D’abord, c’est Janet Yellen qui parle, la patronne de la Banque centrale américaine. Son discours nous dit trois choses. La première, c’est que la hausse des taux tant attendue par les marchés financiers s’approche. C’est ce qui sera retenu. Elle ajoute que la crise a conduit la Banque centrale américaine à revoir ses outils de politique monétaire, son fameux « toolkit ». Il s’agit aujourd’hui de parler de taux d’intérêt, comme avant et comme toujours, mais d’en parler pour le futur, de faire de la forward guidance. Des taux toujours, des mots plus que jamais. Pourquoi ? Parce que l’avenir est incertain et que la banque centrale, crédible, indépendante, est censée savoir mieux ce qui se passera en matière d’inflation (pas sûr). En annonçant ses décisions autant qu’il lui est possible, elle réduit les incertitudes. Qui l’aime la suive.

La troisième chose que nous dit Janet Yellen, c’est qu’elle dispose désormais des outils qu’il faut pour mener l’économie américaine vers plus d’emplois et les 2% d’inflation de son mandat. Elle ajoute que ses nouveaux outils conduiront à une croissance éventuellement plus faible qu’auparavant (c’en est fini des 4%), mais plus stable. Quand le ralentissement viendra, la Banque centrale américaine baissera ses taux, mais moins qu’avant, pour la bonne raison qu’elle les aura montés moins qu’avant, tout en parlant beaucoup plus qu’avant, pour rassurer les esprits. Bref, Janet Yellen a « vendu » une nouvelle politique monétaire pour le ralentissement ou la récession qui pourraient venir. Elle est prête !

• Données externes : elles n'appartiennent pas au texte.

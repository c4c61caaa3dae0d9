//! Core building blocks for Digital Marketplace API clients
//!
//! This crate provides the pieces every API façade shares:
//!
//! - **Errors**: one taxonomy for HTTP failures, precondition failures and setup problems
//! - **Configuration**: per-client settings and key/value sources for deferred binding
//! - **Authentication**: bearer, API-key header and signed query strategies
//! - **Requests**: request descriptors and ordered query parameters
//! - **Responses**: classification of status, body and redirects
//! - **Pagination**: a lazy iterator that follows `links.next`
//! - **Envelopes**: `updated_by` request bodies and response reshaping
//!
//! # Example
//!
//! ```rust
//! use dm_api_core::prelude::*;
//! use serde_json::json;
//!
//! let body = Envelope::wrap("services", json!({"serviceName": "Cloud hosting"}))
//!     .updated_by("user@example.com")
//!     .into_value();
//! assert_eq!(body["updated_by"], "user@example.com");
//!
//! let pages = Pages::new("services", QueryParams::new(), |_params| {
//!     Ok(json!({"services": [{"id": 1}, {"id": 2}]}))
//! });
//! assert_eq!(pages.count(), 2);
//! ```

#![warn(missing_docs)]
#![warn(clippy::all)]
#![warn(clippy::pedantic)]
#![allow(clippy::module_name_repetitions)]

pub mod auth;
pub mod config;
pub mod envelope;
pub mod error;
pub mod pagination;
pub mod request;
pub mod response;

pub use error::{ApiError, ApiResult};

/// Re-export commonly used types
pub mod prelude {
    pub use crate::auth::{Auth, AuthContribution};
    pub use crate::config::{parse_key_values, ClientConfig, ConfigSource, EnvConfig, FileConfig, Timeout};
    pub use crate::envelope::{pluck, reshape, Envelope};
    pub use crate::error::{ApiError, ApiResult};
    pub use crate::pagination::Pages;
    pub use crate::request::{QueryParams, RequestDescriptor, ResponseMode};
    pub use crate::response::{classify, Classification, ResponseOutcome};
}
//! Error types shared by every Digital Marketplace API client
//!
//! Errors fall into four families:
//! - HTTP failures (`Http`, `InvalidResponse`, `RequestFailed`, `UnexpectedRedirect`)
//! - "not found" reported without I/O (`NotFound`)
//! - precondition failures raised before any request (`InvalidArgument`,
//!   `MissingUpdatedBy`, `UnknownVariant`)
//! - local setup problems (`Config`, `InvalidUrl`, `Json`)

use serde_json::Value;
use thiserror::Error;

/// Result type alias for API operations
pub type ApiResult<T> = Result<T, ApiError>;

/// Message used when a failure carries no usable message of its own
pub const REQUEST_ERROR_MESSAGE: &str = "Request failed";

/// Status code reported for failures that never produced a response
pub const REQUEST_ERROR_STATUS_CODE: u16 = 503;

/// API client errors
#[derive(Error, Debug)]
pub enum ApiError {
    /// The API answered with a non-2xx status
    #[error("HTTP {status}: {message}")]
    Http {
        /// HTTP status code
        status: u16,
        /// Message taken from the response body's `error` field
        message: String,
        /// Decoded response body, when it was JSON
        body: Option<Value>,
    },

    /// The API answered 2xx but the body could not be used
    #[error("Invalid response ({status}): {message}")]
    InvalidResponse {
        /// HTTP status code
        status: u16,
        /// What went wrong while reading the body
        message: String,
    },

    /// No response was received (connection failure, timeout, TLS error)
    ///
    /// The wrapped error has its URL stripped: signed URLs carry the credential.
    #[error("Request failed: {0}")]
    RequestFailed(#[source] reqwest::Error),

    /// A redirect was answered with another redirect
    #[error("Unexpected redirect to {location}")]
    UnexpectedRedirect {
        /// Status of the second redirect
        status: u16,
        /// Where the second redirect pointed
        location: String,
    },

    /// The resource does not exist on this API (no request is made)
    #[error("Not found: {0}")]
    NotFound(String),

    /// A caller-supplied argument combination is not allowed
    #[error("Invalid argument: {0}")]
    InvalidArgument(String),

    /// A mutating call has no `updated_by` attribution
    #[error("Invalid argument: no updated_by user given and no default user configured")]
    MissingUpdatedBy,

    /// A value outside a closed set was supplied
    #[error("Unknown {kind}: {value}")]
    UnknownVariant {
        /// Name of the closed set
        kind: &'static str,
        /// Rejected value
        value: String,
    },

    /// Configuration error
    #[error("Configuration error: {0}")]
    Config(String),

    /// Invalid URL
    #[error("Invalid URL: {0}")]
    InvalidUrl(String),

    /// JSON serialization/deserialization failed
    #[error("JSON error: {0}")]
    Json(#[from] serde_json::Error),
}

impl ApiError {
    /// Create a configuration error
    pub fn config(msg: impl Into<String>) -> Self {
        Self::Config(msg.into())
    }

    /// Create an HTTP failure without a body
    pub fn http(status: u16, message: impl Into<String>) -> Self {
        Self::Http {
            status,
            message: message.into(),
            body: None,
        }
    }

    /// Create an invalid-response error
    pub fn invalid_response(status: u16, message: impl Into<String>) -> Self {
        Self::InvalidResponse {
            status,
            message: message.into(),
        }
    }

    /// Create an invalid-argument error
    pub fn invalid_argument(msg: impl Into<String>) -> Self {
        Self::InvalidArgument(msg.into())
    }

    /// Wrap a transport error, dropping the URL it carries
    #[must_use]
    pub fn request_failed(err: reqwest::Error) -> Self {
        Self::RequestFailed(err.without_url())
    }

    /// Status code associated with this error
    ///
    /// Transport failures report 503; "not found" reports 404; errors
    /// raised before any request report `None`.
    #[must_use]
    pub fn status_code(&self) -> Option<u16> {
        match self {
            Self::Http { status, .. }
            | Self::InvalidResponse { status, .. }
            | Self::UnexpectedRedirect { status, .. } => Some(*status),
            Self::RequestFailed(_) => Some(REQUEST_ERROR_STATUS_CODE),
            Self::NotFound(_) => Some(404),
            _ => None,
        }
    }

    /// Human-readable message without the status prefix
    #[must_use]
    pub fn message(&self) -> String {
        match self {
            Self::Http { message, .. } | Self::InvalidResponse { message, .. } => message.clone(),
            Self::RequestFailed(_) => REQUEST_ERROR_MESSAGE.to_string(),
            other => other.to_string(),
        }
    }

    /// Whether this is an HTTP-class failure (including transport failures)
    #[must_use]
    pub fn is_http_error(&self) -> bool {
        matches!(
            self,
            Self::Http { .. }
                | Self::InvalidResponse { .. }
                | Self::RequestFailed(_)
                | Self::UnexpectedRedirect { .. }
        )
    }

    /// Whether the error was raised before any request was sent
    #[must_use]
    pub fn is_precondition(&self) -> bool {
        matches!(
            self,
            Self::InvalidArgument(_) | Self::MissingUpdatedBy | Self::UnknownVariant { .. }
        )
    }

    /// Whether the failure is likely temporary (503 or no response at all)
    #[must_use]
    pub fn is_temporary(&self) -> bool {
        self.status_code() == Some(REQUEST_ERROR_STATUS_CODE)
    }

    /// Whether the API answered with this exact status
    #[must_use]
    pub fn has_status(&self, status: u16) -> bool {
        matches!(self, Self::Http { status: s, .. } if *s == status)
    }

    /// Check if this is a client error (4xx)
    #[must_use]
    pub fn is_client_error(&self) -> bool {
        matches!(self, Self::Http { status, .. } if (400..500).contains(status))
    }

    /// Check if this is a server error (5xx)
    #[must_use]
    pub fn is_server_error(&self) -> bool {
        matches!(self, Self::Http { status, .. } if *status >= 500)
    }
}
//! Published and archived services

use super::{none_on_404, DataApiClient};
use dm_api_core::envelope::Envelope;
use dm_api_core::error::ApiResult;
use dm_api_core::request::QueryParams;
use serde_json::Value;

/// Filters for [`DataApiClient::find_services`]
#[derive(Debug, Clone, Default)]
pub struct FindServices {
    /// Supplier id
    pub supplier_id: Option<u64>,
    /// Framework slug
    pub framework: Option<String>,
    /// Status to match
    pub status: Option<String>,
    /// Page number, starting at 1
    pub page: Option<u32>,
}

impl FindServices {
    /// Services belonging to one supplier
    #[must_use]
    pub fn for_supplier(supplier_id: u64) -> Self {
        Self {
            supplier_id: Some(supplier_id),
            ..Self::default()
        }
    }

    fn query(&self) -> QueryParams {
        QueryParams::new()
            .opt("supplier_id", self.supplier_id)
            .opt("framework", self.framework.as_deref())
            .opt("status", self.status.as_deref())
            .opt("page", self.page)
    }
}

impl DataApiClient {
    /// GET /archived-services/{id}
    pub fn get_archived_service(&self, archived_service_id: u64) -> ApiResult<Value> {
        self.client
            .get(&format!("/archived-services/{archived_service_id}"))
    }

    /// GET /services/{id}; `None` when the service does not exist
    pub fn get_service(&self, service_id: &str) -> ApiResult<Option<Value>> {
        none_on_404(self.client.get(&format!("/services/{service_id}")))
    }

    /// GET /services
    pub fn find_services(&self, filters: FindServices) -> ApiResult<Value> {
        self.client.get_with("/services", filters.query())
    }

    /// Every service matching `filters`, across pages
    pub fn find_services_iter(
        &self,
        filters: FindServices,
    ) -> impl Iterator<Item = ApiResult<Value>> + '_ {
        self.client.pages("services", "/services", filters.query())
    }

    /// POST /services/{id}
    ///
    /// `user_role` is passed through as `user-role`; admins may edit fields
    /// suppliers cannot.
    pub fn update_service(
        &self,
        service_id: &str,
        service: Value,
        user: Option<&str>,
        user_role: Option<&str>,
        wait_for_index: bool,
    ) -> ApiResult<Value> {
        let body = Envelope::wrap("services", service).updated_by(self.user(user)?);
        let query = QueryParams::new()
            .with("wait-for-index", wait_for_index)
            .opt("user-role", user_role);
        self.client
            .post_with(&format!("/services/{service_id}"), query, body)
    }

    /// POST /services/{id}/status/{status}
    pub fn update_service_status(
        &self,
        service_id: &str,
        status: &str,
        user: Option<&str>,
        wait_for_index: bool,
    ) -> ApiResult<Value> {
        let body = Envelope::new().updated_by(self.user(user)?);
        let query = QueryParams::new().with("wait-for-index", wait_for_index);
        self.client.post_with(
            &format!("/services/{service_id}/status/{status}"),
            query,
            body,
        )
    }

    /// Restore a service to an archived version
    ///
    /// POST /services/{id}/revert
    pub fn revert_service(
        &self,
        service_id: &str,
        archived_service_id: u64,
        user: Option<&str>,
    ) -> ApiResult<Value> {
        let body = Envelope::new()
            .with("archivedServiceId", archived_service_id)
            .updated_by(self.user(user)?);
        self.client
            .post(&format!("/services/{service_id}/revert"), body)
    }
}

Le deuxième grand argentier est Benoît Cœuré, membre du directoire de la Banque centrale européenne. Il parle pour lui-même bien sûr, autrement dit en lieu et place de Mario Draghi ! Il confirme la stratégie de la BCE : une inflation autour de 2%, avec l’idée de financer relativement plus l’économie par les marchés que par les banques, ceux-ci étant jugés plus réactifs. Mais il avoue avoir fort à faire dans la zone euro : son toolkit est plus difficile à mettre en œuvre que celui de Janet. C’est pour ça qu’il a eu recours à des taux négatifs à court terme et à une compression très forte des taux longs. L’objectif est toujours de dissuader d’épargner et de pousser à investir, maintenant que l’argent est moins cher, soit par le canal des marchés, soit par le canal du crédit. Mais c’est lent. Alors, continuer cette politique, c’est affaiblir aussi les banques et pousser certains investisseurs à prendre beaucoup de risques, parfois trop. Le bilan est donc mitigé, parce que la reprise n’est pas là et avec elle l’inflation. Et cette reprise qui fait défaut est en fait conséquence des réformes que ne mènent pas les hommes politiques. Benoît Coeuré est aussi « cash » qu’un banquier central peut l’être : la BCE baisse ses taux pour permettre aux politiques de faire plus facilement les réformes qui s’imposent et ceux-ci en profitent pour endetter davantage leurs pays et ne pas les faire ! Benoît Cœuré a donc annoncé que son bilan pouvait devenir moins favorable si rien ne se passait, conduisant la BCE à continuer ses taux négatifs, jusqu’à ce que son message soit compris.

Le troisième grand argentier est Haruhiko Kuroda, le patron de la Banque centrale du Japon. Il n’est pas aussi indépendant que les autres. Il est là pour soutenir la politique du premier ministre Abe, en luttant contre la déflation et en achetant autant de bons du trésor qu’il faudra. Il n’est donc pas sorti de l’auberge et s’apprête, dans quelques jours, à réaffirmer cette politique, la plus aventureuse des trois, notamment pour les retraités et pour le yen.

Au fond, chacun des trois maîtres du monde est assez content de ce qu’il fait, mais moins content des hommes politiques et d’une croissance qui n’arrive pas à redémarrer comme avant, même aux Etats-Unis. Ah, si ces politiques les aidaient à déplacer ces belles montagnes qui sont en face d’eux… Autrement gare : ils continuent !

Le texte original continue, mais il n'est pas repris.